Clide had repeatedly asked to see Mr. Percival, but the desire for an interview was evidently not mutual; for, although no refusal was ever sent, the promises held out by the medical man were continually broken; the visit of Mr. Percival was always “unexpectedly prevented” by one cause or another. Stanton arrived at the conclusion that he did not wish to meet Clide, and that, moreover, he was constantly at the asylum unknown to them, and that the only way to see him would be to lie in wait and collar him, and make him speak out by main force, since he would not do it otherwise. Mr. de Winton saw difficulties in the way of this summary method of proceeding, but his valet entreated him to leave it in his hands and not trouble himself about that. Clide had small confidence in the diplomatic skill of his man, but he could trust him not to do anything dangerously rash; so he asked no questions, but let him follow his own devices for catching Mr. Percival. That gentleman, however, proved himself a match for Stanton.

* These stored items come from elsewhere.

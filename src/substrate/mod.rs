//! The durable pub/sub + KV substrate contract.
//!
//! Harbor's loop families (workers, monitor watcher, long-term mover) never
//! talk to each other in-process; they communicate only through a replicated
//! substrate offering key-value buckets with change feeds, queue-like and
//! durable-pull stream subscriptions, and two blob stores (a TTL-bounded
//! ephemeral one and a durable one). This module defines that contract as
//! trait seams; [`memory::MemorySubstrate`] is the in-process implementation
//! used in development mode and by the multi-node tests.

pub mod memory;

pub use memory::{MemorySubstrate, NodeView};

use crate::error::Result;
use async_trait::async_trait;
use std::sync::Arc;
use std::time::Duration;
use tokio::sync::mpsc;

/// One key-value entry, as stored and as delivered on the change feed.
#[derive(Debug, Clone)]
pub struct KvEntry {
    pub key: String,
    pub value: Vec<u8>,
}

/// A replicated key-value bucket with a change feed.
#[async_trait]
pub trait KvBucket: Send + Sync {
    async fn get(&self, key: &str) -> Result<Option<Vec<u8>>>;

    /// Full-state upsert of one key.
    async fn put(&self, key: &str, value: Vec<u8>) -> Result<()>;

    /// Snapshot of every current entry.
    async fn entries(&self) -> Result<Vec<KvEntry>>;

    /// Subscribe to changes made after this call returns. Registering the
    /// watch before replaying [`entries`](Self::entries) guarantees no update
    /// falls between snapshot and feed.
    async fn watch(&self) -> Result<mpsc::UnboundedReceiver<KvEntry>>;
}

/// Acknowledgment handle carried by delivered messages.
#[async_trait]
pub trait Acker: Send + Sync {
    /// Mark the message processed; it will not be redelivered.
    async fn ack(&self);

    /// Negatively acknowledge: make the message immediately eligible for
    /// redelivery.
    async fn nak(&self);

    /// Signal that processing is still underway, extending the ack deadline.
    /// Workers on long jobs call this to avoid premature redelivery.
    async fn in_progress(&self);
}

/// A message pulled from a queue or stream.
pub struct Message {
    pub payload: Vec<u8>,
    pub acker: Arc<dyn Acker>,
}

impl Message {
    pub async fn ack(&self) {
        self.acker.ack().await;
    }

    pub async fn nak(&self) {
        self.acker.nak().await;
    }

    pub async fn in_progress(&self) {
        self.acker.in_progress().await;
    }
}

/// A shared-subscription work queue: many pullers, single delivery per
/// message, redelivery when the ack deadline lapses.
#[async_trait]
pub trait WorkQueue: Send + Sync {
    async fn publish(&self, payload: Vec<u8>) -> Result<()>;

    /// Pull the next queued message, blocking up to `timeout`. `Ok(None)`
    /// means nothing was available — a normal empty poll, not an error.
    async fn pull(&self, timeout: Duration) -> Result<Option<Message>>;
}

/// An append-only stream supporting named durable pull consumers.
#[async_trait]
pub trait EventStream: Send + Sync {
    async fn publish(&self, payload: Vec<u8>) -> Result<()>;

    /// Open (or resume) a named durable consumer. A consumer registered for
    /// the first time replays the entire backlog; a resumed one continues
    /// from its persisted cursor.
    async fn durable_consumer(&self, name: &str) -> Result<Box<dyn PullConsumer>>;
}

/// A durable consumer position on an [`EventStream`].
#[async_trait]
pub trait PullConsumer: Send {
    /// Deliver the next unacknowledged message, blocking up to `timeout`.
    /// An unacked message is redelivered on the following call.
    async fn next(&mut self, timeout: Duration) -> Result<Option<Message>>;
}

/// A blob store addressable by bucket and key.
#[async_trait]
pub trait ObjectStore: Send + Sync {
    async fn put(&self, bucket: &str, key: &str, data: Vec<u8>) -> Result<()>;

    /// Fetch an object; `HarborError::NotFound` if absent or expired.
    async fn get(&self, bucket: &str, key: &str) -> Result<Vec<u8>>;

    async fn exists(&self, bucket: &str, key: &str) -> Result<bool>;

    async fn list(&self, bucket: &str, prefix: &str) -> Result<Vec<String>>;
}

/// Factory for the substrate's named resources. One instance per node
/// process; every handle it returns shares the node's connection to the
/// replicated backend.
pub trait Substrate: Send + Sync {
    fn kv_bucket(&self, name: &str) -> Arc<dyn KvBucket>;

    fn work_queue(&self, subject: &str, ack_wait: Duration) -> Arc<dyn WorkQueue>;

    fn event_stream(&self, subject: &str) -> Arc<dyn EventStream>;

    /// The TTL-bounded staging store for in-flight artifacts.
    fn temp_store(&self) -> Arc<dyn ObjectStore>;

    /// The long-term replicated blob store.
    fn durable_store(&self) -> Arc<dyn ObjectStore>;
}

He was not to be taken either by stratagem or force; and though Stanton dodged about the park gates, and recruited a small police force, amongst little boys on the lookout for a penny, to skulk about late and early to watch the comers and goers from the asylum, and give him timely warning, it led to nothing but vain hopes and frequent disappointments.

Clide was growing sick to death of the miserable business. He had been more than two months now stationed at his post. Isabel’s illness had made two-thirds of that time utterly useless to him; but it was now a full week since the doctor had declared her convalescent, and he seemed no nearer the solution of her identity than when he first descried her through the panel of the door. He determined at last one morning to go in and speak out his mind to the medical man. He told him that he insisted on an interview with Mr. Percival, or else he would take steps in the matter which might be disagreeable to all parties. It was quite inexplicable, he said, that they should not have been able to find an opportune moment or letting him approach the patient all this time, and the persistent obstacles that were thrown in the way of an interview with the man who called himself her guardian led him to infer that both Mr. Percival and the doctor were in league to prevent her identity being tested and established.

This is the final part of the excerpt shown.